In people without diabetes, causes can include prolonged fasting, heavy alcohol consumption, certain medications, hormonal deficiencies, or rarely a tumor in the pancreas that overproduces insulin. Reactive hypoglycemia, where blood sugar dips a few hours after eating (especially after a high-carbohydrate meal), is another pattern some people experience. If you’re having repeated episodes of symptoms that feel like low blood sugar, getting a plasma glucose measurement from a lab during an episode is the most reliable way to confirm what’s happening.
How to Treat a Low in the Moment
The standard approach is called the 15-15 rule: eat 15 grams of fast-acting carbohydrate, wait 15 minutes, then check your blood sugar again. If it’s still below 70 mg/dL, repeat. Practical options that deliver roughly 15 grams of carbohydrate include three glucose tablets, half a cup (4 ounces) of fruit juice or regular soda, six or seven hard candies, or one tablespoon of sugar.
Speed matters here. You want simple sugars that hit your bloodstream quickly, not complex carbohydrates or foods high in fat and protein. A candy bar or peanut butter crackers will eventually raise your blood sugar, but they digest too slowly when minutes count. Once your blood sugar is back in a safe range, follow up with a more substantial snack or meal to keep it stable.

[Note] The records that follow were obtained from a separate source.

//! Dataset acquisition from the remote host.
//!
//! Authenticates with a username/key pair and downloads a dataset archive,
//! then unpacks it into the raw directory.
//!
//! ## Usage
//!
//! ```rust,ignore
//! use statrefresh::acquire::DatasetClient;
//!
//! let client = DatasetClient::from_env()?;
//! let files = client.fetch_into("owner/slug", Path::new("data/raw"))?;
//! ```

use serde::Deserialize;
use std::env;
use std::fs::{self, File};
use std::io::{self, Cursor};
use std::path::{Path, PathBuf};
use zip::ZipArchive;

use crate::config::DEFAULT_API_BASE;
use crate::error::{AcquisitionError, AcquisitionResult};
use crate::logs::{log_info, log_success};

pub const USERNAME_VAR: &str = "KAGGLE_USERNAME";
pub const KEY_VAR: &str = "KAGGLE_KEY";

/// Username/key pair for the dataset host.
#[derive(Clone, Deserialize, PartialEq, Eq)]
pub struct Credentials {
    pub username: String,
    pub key: String,
}

impl std::fmt::Debug for Credentials {
    fn fmt(&self, f: &mut std::fmt::Formatter<'_>) -> std::fmt::Result {
        f.debug_struct("Credentials")
            .field("username", &self.username)
            .field("key", &"***")
            .finish()
    }
}

impl Credentials {
    pub fn new(username: impl Into<String>, key: impl Into<String>) -> Self {
        Self {
            username: username.into(),
            key: key.into(),
        }
    }

    /// Read a `kaggle.json` style credentials file.
    pub fn from_file(path: &Path) -> AcquisitionResult<Self> {
        let content = fs::read_to_string(path)?;
        serde_json::from_str(&content).map_err(|source| AcquisitionError::InvalidCredentials {
            path: path.to_path_buf(),
            source,
        })
    }

    /// Resolve credentials: both environment values win, otherwise
    /// `<home>/.kaggle/kaggle.json` is read if it exists.
    pub fn resolve(
        env_username: Option<String>,
        env_key: Option<String>,
        home: Option<&Path>,
    ) -> AcquisitionResult<Self> {
        if let (Some(username), Some(key)) = (env_username, env_key) {
            if !username.is_empty() && !key.is_empty() {
                return Ok(Self::new(username, key));
            }
        }

        if let Some(home) = home {
            let path = home.join(".kaggle").join("kaggle.json");
            if path.is_file() {
                return Self::from_file(&path);
            }
        }

        Err(AcquisitionError::MissingCredentials(format!(
            "set {} and {} or provide ~/.kaggle/kaggle.json",
            USERNAME_VAR, KEY_VAR
        )))
    }

    /// Resolve from the process environment (a `.env` file is honored).
    pub fn from_env() -> AcquisitionResult<Self> {
        let _ = dotenvy::dotenv();

        let home = env::var_os("HOME")
            .or_else(|| env::var_os("USERPROFILE"))
            .map(PathBuf::from);
        Self::resolve(env::var(USERNAME_VAR).ok(), env::var(KEY_VAR).ok(), home.as_deref())
    }
}

/// Host error response body
#[derive(Debug, Deserialize)]
struct HostError {
    message: String,
}

/// Blocking client for the dataset host
#[derive(Clone)]
pub struct DatasetClient {
    credentials: Credentials,
    api_base: String,
    http: reqwest::blocking::Client,
}

impl DatasetClient {
    pub fn new(credentials: Credentials) -> Self {
        Self {
            credentials,
            api_base: DEFAULT_API_BASE.to_string(),
            http: reqwest::blocking::Client::new(),
        }
    }

    pub fn from_env() -> AcquisitionResult<Self> {
        Ok(Self::new(Credentials::from_env()?))
    }

    /// Point the client at another API base URL
    pub fn with_api_base(mut self, api_base: impl Into<String>) -> Self {
        self.api_base = api_base.into();
        self
    }

    pub fn download_url(&self, dataset_id: &str) -> String {
        format!(
            "{}/datasets/download/{}",
            self.api_base.trim_end_matches('/'),
            dataset_id.trim_matches('/')
        )
    }

    /// Download the dataset archive bytes.
    pub fn download_archive(&self, dataset_id: &str) -> AcquisitionResult<Vec<u8>> {
        let url = self.download_url(dataset_id);
        log_info(format!("Downloading dataset '{}'", dataset_id));

        let response = self
            .http
            .get(&url)
            .basic_auth(&self.credentials.username, Some(&self.credentials.key))
            .send()?;

        let status = response.status();
        if !status.is_success() {
            let body = response.text().unwrap_or_default();
            let message = serde_json::from_str::<HostError>(&body)
                .map(|e| e.message)
                .unwrap_or(body);
            return Err(AcquisitionError::Status {
                dataset: dataset_id.to_string(),
                status: status.as_u16(),
                body: message,
            });
        }

        let bytes = response.bytes()?;
        log_success(format!("Received {} bytes", bytes.len()));
        Ok(bytes.to_vec())
    }

    /// Download and unpack the dataset into `dest_dir`.
    pub fn fetch_into(&self, dataset_id: &str, dest_dir: &Path) -> AcquisitionResult<Vec<PathBuf>> {
        let bytes = self.download_archive(dataset_id)?;
        let files = unpack_archive(&bytes, dest_dir)?;
        log_success(format!("Unpacked {} files into {}", files.len(), dest_dir.display()));
        Ok(files)
    }
}

/// Extract a zip archive into `dest_dir`, returning the written file paths.
///
/// Entries whose names would land outside `dest_dir` are rejected.
pub fn unpack_archive(bytes: &[u8], dest_dir: &Path) -> AcquisitionResult<Vec<PathBuf>> {
    fs::create_dir_all(dest_dir)?;

    let mut archive = ZipArchive::new(Cursor::new(bytes))?;
    let mut written = Vec::new();

    for i in 0..archive.len() {
        let mut entry = archive.by_index(i)?;
        let relative = entry
            .enclosed_name()
            .ok_or_else(|| AcquisitionError::UnsafeEntry(entry.name().to_string()))?;
        let target = dest_dir.join(relative);

        if entry.is_dir() {
            fs::create_dir_all(&target)?;
            continue;
        }

        if let Some(parent) = target.parent() {
            fs::create_dir_all(parent)?;
        }
        let mut out = File::create(&target)?;
        io::copy(&mut entry, &mut out)?;
        written.push(target);
    }

    Ok(written)
}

For severe episodes where someone has lost consciousness or is having a seizure, do not put food or liquid in their mouth. They could choke. Glucagon, an injectable or nasal emergency medicine, is designed for exactly this situation. It works by triggering the liver to dump its glucose stores into the bloodstream. If someone in your household is at risk for severe lows, having a glucagon kit accessible and making sure family members know how to use it can be lifesaving.
A Note on Glucose Monitor Accuracy
If you use a continuous glucose monitor, keep in mind that readings at lower blood sugar levels can be less precise than at normal levels. For glucose values under 100 mg/dL, a continuous monitor is considered accurate if it falls within 15 mg/dL of a fingerstick reading. That means a monitor showing 65 mg/dL could reflect an actual blood sugar anywhere from 50 to 80. If your monitor alerts you to a low and you feel fine, or if you feel symptoms of a low but your monitor looks normal, a fingerstick test gives a more reliable number to act on.